## [Directions for this task]
Every line with the word "more" in it should be extracted from the data that follows.

[Excerpted data Boundary: Start]

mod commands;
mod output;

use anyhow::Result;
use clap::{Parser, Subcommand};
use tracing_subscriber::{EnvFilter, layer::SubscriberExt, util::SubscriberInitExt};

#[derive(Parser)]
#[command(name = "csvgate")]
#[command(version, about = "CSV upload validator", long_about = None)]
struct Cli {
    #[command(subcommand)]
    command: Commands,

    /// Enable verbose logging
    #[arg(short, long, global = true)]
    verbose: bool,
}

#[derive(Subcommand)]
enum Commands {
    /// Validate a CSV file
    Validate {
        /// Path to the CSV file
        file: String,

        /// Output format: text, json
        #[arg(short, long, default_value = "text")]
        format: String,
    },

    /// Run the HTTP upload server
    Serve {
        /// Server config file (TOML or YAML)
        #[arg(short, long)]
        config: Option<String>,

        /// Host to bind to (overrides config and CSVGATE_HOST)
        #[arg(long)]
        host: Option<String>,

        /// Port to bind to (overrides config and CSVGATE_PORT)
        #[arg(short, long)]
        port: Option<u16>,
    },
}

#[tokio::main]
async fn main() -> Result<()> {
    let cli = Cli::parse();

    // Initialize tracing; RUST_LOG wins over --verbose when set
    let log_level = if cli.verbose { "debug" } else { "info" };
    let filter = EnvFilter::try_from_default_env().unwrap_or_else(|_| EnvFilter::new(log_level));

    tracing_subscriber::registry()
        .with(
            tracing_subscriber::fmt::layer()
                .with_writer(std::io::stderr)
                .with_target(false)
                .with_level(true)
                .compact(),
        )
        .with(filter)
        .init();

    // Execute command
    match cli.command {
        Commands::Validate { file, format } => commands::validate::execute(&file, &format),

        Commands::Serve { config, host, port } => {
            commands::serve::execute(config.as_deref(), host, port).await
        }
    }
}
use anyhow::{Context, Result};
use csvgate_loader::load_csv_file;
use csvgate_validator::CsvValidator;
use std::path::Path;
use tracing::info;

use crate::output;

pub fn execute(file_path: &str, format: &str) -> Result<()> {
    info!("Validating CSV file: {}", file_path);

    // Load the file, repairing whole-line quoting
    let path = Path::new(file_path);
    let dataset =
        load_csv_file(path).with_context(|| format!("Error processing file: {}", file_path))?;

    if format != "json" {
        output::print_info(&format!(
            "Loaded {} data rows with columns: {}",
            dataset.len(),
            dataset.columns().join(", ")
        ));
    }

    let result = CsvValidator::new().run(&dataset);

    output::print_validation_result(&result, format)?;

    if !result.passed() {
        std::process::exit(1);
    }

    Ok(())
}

[Excerpted data Boundary: End]
[Excerpted data Boundary: Start]

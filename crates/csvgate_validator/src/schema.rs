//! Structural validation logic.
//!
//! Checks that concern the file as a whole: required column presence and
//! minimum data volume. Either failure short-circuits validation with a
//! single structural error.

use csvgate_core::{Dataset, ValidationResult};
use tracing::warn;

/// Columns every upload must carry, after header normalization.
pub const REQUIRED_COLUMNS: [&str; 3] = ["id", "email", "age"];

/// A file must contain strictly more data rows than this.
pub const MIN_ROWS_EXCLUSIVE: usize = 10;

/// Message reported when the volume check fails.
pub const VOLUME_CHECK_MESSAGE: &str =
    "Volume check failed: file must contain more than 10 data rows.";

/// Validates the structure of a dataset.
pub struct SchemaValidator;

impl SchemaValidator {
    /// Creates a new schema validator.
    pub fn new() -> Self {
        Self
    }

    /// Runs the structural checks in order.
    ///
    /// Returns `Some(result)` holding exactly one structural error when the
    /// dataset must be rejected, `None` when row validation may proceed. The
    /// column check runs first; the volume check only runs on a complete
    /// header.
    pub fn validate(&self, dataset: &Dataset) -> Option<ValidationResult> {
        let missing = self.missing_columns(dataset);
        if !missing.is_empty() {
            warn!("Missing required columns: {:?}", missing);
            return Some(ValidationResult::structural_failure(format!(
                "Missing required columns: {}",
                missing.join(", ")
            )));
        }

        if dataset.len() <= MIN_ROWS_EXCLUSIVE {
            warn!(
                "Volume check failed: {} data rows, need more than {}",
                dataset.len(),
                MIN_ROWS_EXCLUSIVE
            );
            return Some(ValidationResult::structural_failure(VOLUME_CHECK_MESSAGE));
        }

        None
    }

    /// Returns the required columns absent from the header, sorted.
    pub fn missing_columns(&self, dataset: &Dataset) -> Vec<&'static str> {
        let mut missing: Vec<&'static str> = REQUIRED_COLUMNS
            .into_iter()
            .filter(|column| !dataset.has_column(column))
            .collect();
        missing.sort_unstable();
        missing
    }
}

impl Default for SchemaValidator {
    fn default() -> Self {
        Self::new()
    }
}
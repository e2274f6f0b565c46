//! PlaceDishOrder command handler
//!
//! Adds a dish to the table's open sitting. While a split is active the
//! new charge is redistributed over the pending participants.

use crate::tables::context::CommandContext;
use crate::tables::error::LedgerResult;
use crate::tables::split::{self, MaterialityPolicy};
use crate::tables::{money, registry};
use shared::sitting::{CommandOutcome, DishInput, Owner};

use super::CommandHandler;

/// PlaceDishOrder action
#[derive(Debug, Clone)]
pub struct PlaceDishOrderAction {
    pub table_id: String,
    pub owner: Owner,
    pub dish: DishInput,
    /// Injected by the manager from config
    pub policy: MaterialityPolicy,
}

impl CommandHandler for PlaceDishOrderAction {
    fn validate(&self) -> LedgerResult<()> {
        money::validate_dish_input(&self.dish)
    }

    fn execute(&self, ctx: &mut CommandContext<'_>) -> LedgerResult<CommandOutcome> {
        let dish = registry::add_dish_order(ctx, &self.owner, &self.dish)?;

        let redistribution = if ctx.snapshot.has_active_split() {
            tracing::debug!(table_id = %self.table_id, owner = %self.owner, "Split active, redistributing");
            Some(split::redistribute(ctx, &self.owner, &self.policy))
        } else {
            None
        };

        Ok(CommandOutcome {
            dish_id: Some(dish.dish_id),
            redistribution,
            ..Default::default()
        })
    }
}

[Excerpted data Boundary: End]

## [Reply to the task]
/// A file must contain strictly more data rows than this.
    "Volume check failed: file must contain more than 10 data rows.";
                "Volume check failed: {} data rows, need more than {}",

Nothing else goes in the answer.